━━━ Dataset records ━━━
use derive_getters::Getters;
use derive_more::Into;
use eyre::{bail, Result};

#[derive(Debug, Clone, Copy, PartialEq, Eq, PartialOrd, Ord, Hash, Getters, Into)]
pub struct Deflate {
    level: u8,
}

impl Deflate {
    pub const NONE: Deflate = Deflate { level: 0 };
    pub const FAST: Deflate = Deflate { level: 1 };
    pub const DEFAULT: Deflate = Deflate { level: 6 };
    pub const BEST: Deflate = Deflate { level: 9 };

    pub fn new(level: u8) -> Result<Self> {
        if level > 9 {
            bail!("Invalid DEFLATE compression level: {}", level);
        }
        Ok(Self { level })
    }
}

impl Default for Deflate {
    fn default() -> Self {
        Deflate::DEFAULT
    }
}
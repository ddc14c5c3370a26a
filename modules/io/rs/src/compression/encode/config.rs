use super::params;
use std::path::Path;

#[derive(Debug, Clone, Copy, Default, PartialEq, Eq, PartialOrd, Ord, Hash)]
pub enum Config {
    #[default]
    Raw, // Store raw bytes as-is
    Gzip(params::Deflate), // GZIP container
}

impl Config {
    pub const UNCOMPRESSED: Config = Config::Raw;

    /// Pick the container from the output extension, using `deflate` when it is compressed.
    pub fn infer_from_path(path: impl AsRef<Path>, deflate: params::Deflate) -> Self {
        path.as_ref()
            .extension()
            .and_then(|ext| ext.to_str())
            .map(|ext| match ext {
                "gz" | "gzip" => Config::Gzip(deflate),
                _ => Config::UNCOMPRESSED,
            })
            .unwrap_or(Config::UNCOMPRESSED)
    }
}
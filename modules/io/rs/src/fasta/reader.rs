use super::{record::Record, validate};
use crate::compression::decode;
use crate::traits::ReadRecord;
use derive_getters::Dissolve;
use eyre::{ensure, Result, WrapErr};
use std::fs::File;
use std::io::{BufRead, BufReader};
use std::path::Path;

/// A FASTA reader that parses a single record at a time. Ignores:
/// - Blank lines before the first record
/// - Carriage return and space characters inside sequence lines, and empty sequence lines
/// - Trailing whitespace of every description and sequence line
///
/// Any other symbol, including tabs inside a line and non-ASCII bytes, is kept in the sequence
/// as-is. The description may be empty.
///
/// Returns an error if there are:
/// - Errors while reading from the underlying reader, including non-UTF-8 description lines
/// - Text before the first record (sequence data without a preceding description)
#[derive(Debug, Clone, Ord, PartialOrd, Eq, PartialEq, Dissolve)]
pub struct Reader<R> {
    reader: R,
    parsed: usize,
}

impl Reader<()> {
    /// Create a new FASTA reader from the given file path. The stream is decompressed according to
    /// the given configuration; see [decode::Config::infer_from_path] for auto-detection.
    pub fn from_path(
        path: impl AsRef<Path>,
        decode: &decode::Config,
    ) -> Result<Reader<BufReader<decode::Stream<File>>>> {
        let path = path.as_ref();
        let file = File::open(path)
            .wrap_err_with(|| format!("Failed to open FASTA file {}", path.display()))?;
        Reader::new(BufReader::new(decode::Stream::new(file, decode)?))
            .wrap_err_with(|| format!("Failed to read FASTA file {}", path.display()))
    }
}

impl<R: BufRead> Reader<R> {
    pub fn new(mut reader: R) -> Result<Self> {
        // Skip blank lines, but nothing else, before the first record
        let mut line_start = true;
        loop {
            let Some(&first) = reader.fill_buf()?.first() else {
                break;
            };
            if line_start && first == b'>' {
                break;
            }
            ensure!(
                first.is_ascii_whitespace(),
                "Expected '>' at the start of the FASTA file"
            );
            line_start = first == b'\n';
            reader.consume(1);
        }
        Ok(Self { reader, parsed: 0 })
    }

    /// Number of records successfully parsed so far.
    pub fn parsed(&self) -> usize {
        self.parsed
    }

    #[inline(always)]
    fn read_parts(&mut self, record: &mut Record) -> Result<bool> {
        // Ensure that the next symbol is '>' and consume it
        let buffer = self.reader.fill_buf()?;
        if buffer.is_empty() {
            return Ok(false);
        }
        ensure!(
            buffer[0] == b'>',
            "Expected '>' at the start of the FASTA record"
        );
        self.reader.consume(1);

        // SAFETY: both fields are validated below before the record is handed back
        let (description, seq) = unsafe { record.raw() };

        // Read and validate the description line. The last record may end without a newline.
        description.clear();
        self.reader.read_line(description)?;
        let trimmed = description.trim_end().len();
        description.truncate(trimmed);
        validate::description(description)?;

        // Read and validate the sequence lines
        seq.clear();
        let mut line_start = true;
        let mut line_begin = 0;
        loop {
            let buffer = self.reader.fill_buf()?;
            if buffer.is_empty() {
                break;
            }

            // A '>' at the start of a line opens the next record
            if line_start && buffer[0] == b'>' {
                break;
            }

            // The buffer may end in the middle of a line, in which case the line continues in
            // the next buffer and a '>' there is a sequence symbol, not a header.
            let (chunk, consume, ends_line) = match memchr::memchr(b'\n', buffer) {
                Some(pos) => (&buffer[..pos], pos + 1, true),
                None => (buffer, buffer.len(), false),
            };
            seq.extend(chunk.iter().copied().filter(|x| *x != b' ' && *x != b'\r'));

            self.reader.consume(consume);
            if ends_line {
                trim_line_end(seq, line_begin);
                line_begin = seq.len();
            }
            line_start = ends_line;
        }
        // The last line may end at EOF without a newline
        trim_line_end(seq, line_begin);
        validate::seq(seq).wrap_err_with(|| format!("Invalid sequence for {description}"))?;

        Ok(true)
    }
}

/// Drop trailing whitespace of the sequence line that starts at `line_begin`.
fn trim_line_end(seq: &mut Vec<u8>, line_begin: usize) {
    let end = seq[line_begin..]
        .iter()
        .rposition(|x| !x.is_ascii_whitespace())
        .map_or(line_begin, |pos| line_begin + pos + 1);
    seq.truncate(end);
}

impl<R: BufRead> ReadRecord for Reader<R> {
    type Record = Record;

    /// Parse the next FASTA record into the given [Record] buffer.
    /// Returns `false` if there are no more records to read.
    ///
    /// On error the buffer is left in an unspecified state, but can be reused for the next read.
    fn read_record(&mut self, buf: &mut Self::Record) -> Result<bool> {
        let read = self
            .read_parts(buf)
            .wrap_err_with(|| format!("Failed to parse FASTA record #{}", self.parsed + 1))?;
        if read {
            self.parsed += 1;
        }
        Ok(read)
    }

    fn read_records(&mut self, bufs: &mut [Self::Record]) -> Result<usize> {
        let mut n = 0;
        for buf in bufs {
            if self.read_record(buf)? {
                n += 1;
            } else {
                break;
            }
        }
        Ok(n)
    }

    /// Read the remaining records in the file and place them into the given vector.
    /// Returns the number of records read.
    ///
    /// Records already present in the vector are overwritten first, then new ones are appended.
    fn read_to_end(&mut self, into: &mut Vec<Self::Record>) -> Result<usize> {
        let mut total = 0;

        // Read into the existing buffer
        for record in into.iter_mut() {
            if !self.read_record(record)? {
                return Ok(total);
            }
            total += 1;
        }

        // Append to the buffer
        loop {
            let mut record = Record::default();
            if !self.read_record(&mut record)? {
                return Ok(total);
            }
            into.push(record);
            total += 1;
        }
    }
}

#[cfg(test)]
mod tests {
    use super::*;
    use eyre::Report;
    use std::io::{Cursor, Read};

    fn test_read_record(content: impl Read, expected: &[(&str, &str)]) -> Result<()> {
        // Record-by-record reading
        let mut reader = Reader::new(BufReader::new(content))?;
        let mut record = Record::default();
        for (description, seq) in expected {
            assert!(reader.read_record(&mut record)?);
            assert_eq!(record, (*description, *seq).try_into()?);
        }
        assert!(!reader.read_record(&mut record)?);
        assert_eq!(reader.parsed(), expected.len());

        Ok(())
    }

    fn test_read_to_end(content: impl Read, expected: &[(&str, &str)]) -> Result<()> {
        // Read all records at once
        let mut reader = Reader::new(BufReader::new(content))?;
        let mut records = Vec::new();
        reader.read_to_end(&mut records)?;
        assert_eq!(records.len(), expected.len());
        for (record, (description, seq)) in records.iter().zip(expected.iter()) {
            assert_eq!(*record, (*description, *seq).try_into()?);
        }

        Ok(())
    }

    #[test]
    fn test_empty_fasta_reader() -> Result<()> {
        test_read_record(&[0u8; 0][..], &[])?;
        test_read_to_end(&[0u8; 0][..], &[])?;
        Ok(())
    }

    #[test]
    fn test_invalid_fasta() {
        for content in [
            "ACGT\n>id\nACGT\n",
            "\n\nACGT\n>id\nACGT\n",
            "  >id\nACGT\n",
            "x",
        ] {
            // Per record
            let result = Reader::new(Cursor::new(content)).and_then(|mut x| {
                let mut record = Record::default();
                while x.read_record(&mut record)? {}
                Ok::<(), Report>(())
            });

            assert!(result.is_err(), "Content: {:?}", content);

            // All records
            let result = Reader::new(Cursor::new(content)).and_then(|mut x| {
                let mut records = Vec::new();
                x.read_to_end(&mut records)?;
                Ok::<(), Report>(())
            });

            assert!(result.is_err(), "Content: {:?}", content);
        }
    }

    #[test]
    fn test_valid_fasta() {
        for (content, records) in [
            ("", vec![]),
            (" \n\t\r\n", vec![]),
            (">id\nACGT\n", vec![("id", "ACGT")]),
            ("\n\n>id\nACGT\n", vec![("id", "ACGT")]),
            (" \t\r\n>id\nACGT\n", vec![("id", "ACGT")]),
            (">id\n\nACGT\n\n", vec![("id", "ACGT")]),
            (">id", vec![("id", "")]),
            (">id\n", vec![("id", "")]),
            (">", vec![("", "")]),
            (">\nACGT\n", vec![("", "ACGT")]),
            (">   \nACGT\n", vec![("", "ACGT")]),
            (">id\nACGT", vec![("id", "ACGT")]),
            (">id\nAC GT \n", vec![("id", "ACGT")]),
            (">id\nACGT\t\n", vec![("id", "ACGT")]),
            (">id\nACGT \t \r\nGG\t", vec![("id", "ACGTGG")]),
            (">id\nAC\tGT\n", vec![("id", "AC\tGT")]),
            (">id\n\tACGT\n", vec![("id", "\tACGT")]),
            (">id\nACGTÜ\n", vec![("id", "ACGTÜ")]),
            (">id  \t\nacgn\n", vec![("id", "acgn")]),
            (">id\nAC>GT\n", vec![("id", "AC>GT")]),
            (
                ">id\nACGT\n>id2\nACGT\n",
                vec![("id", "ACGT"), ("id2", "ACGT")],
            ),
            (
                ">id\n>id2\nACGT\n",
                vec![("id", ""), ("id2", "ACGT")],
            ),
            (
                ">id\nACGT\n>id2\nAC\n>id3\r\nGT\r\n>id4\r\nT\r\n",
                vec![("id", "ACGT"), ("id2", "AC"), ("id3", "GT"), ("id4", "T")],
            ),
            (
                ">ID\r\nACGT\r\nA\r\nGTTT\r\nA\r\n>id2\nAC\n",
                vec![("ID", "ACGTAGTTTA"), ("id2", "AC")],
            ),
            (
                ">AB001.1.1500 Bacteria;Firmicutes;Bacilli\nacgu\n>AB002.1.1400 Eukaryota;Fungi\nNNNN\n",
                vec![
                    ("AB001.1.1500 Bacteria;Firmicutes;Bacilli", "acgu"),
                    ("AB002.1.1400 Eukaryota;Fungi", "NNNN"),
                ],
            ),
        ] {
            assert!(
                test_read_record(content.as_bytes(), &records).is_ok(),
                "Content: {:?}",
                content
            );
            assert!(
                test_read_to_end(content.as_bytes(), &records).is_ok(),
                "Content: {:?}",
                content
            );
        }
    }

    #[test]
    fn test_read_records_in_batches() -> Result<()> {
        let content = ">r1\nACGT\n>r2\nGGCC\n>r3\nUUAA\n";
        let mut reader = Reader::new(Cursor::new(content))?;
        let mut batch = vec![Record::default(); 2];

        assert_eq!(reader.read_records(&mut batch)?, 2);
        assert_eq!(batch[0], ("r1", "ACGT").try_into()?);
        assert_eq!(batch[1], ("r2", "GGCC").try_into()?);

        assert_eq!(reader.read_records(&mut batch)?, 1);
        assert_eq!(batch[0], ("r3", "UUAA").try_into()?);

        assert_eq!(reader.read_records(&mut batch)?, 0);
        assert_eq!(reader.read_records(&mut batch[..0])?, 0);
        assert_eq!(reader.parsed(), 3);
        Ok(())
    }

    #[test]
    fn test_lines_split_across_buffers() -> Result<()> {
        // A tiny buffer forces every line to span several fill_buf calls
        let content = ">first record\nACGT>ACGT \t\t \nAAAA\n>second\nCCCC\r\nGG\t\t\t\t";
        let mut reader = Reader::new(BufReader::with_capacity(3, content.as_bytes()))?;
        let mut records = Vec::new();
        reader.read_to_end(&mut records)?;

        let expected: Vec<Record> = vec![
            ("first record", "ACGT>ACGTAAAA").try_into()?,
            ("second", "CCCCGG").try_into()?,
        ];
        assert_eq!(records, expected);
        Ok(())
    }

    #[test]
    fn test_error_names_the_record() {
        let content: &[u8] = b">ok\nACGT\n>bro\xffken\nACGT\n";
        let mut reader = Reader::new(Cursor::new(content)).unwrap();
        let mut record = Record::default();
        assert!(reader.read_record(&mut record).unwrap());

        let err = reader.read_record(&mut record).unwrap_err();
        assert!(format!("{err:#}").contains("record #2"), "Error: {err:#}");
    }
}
━━━
Gather each line of the listing that holds the string "level".

    level: u8,
    pub const NONE: Deflate = Deflate { level: 0 };
    pub const FAST: Deflate = Deflate { level: 1 };
    pub const DEFAULT: Deflate = Deflate { level: 6 };
    pub const BEST: Deflate = Deflate { level: 9 };
    pub fn new(level: u8) -> Result<Self> {
        if level > 9 {
            bail!("Invalid DEFLATE compression level: {}", level);
        Ok(Self { level })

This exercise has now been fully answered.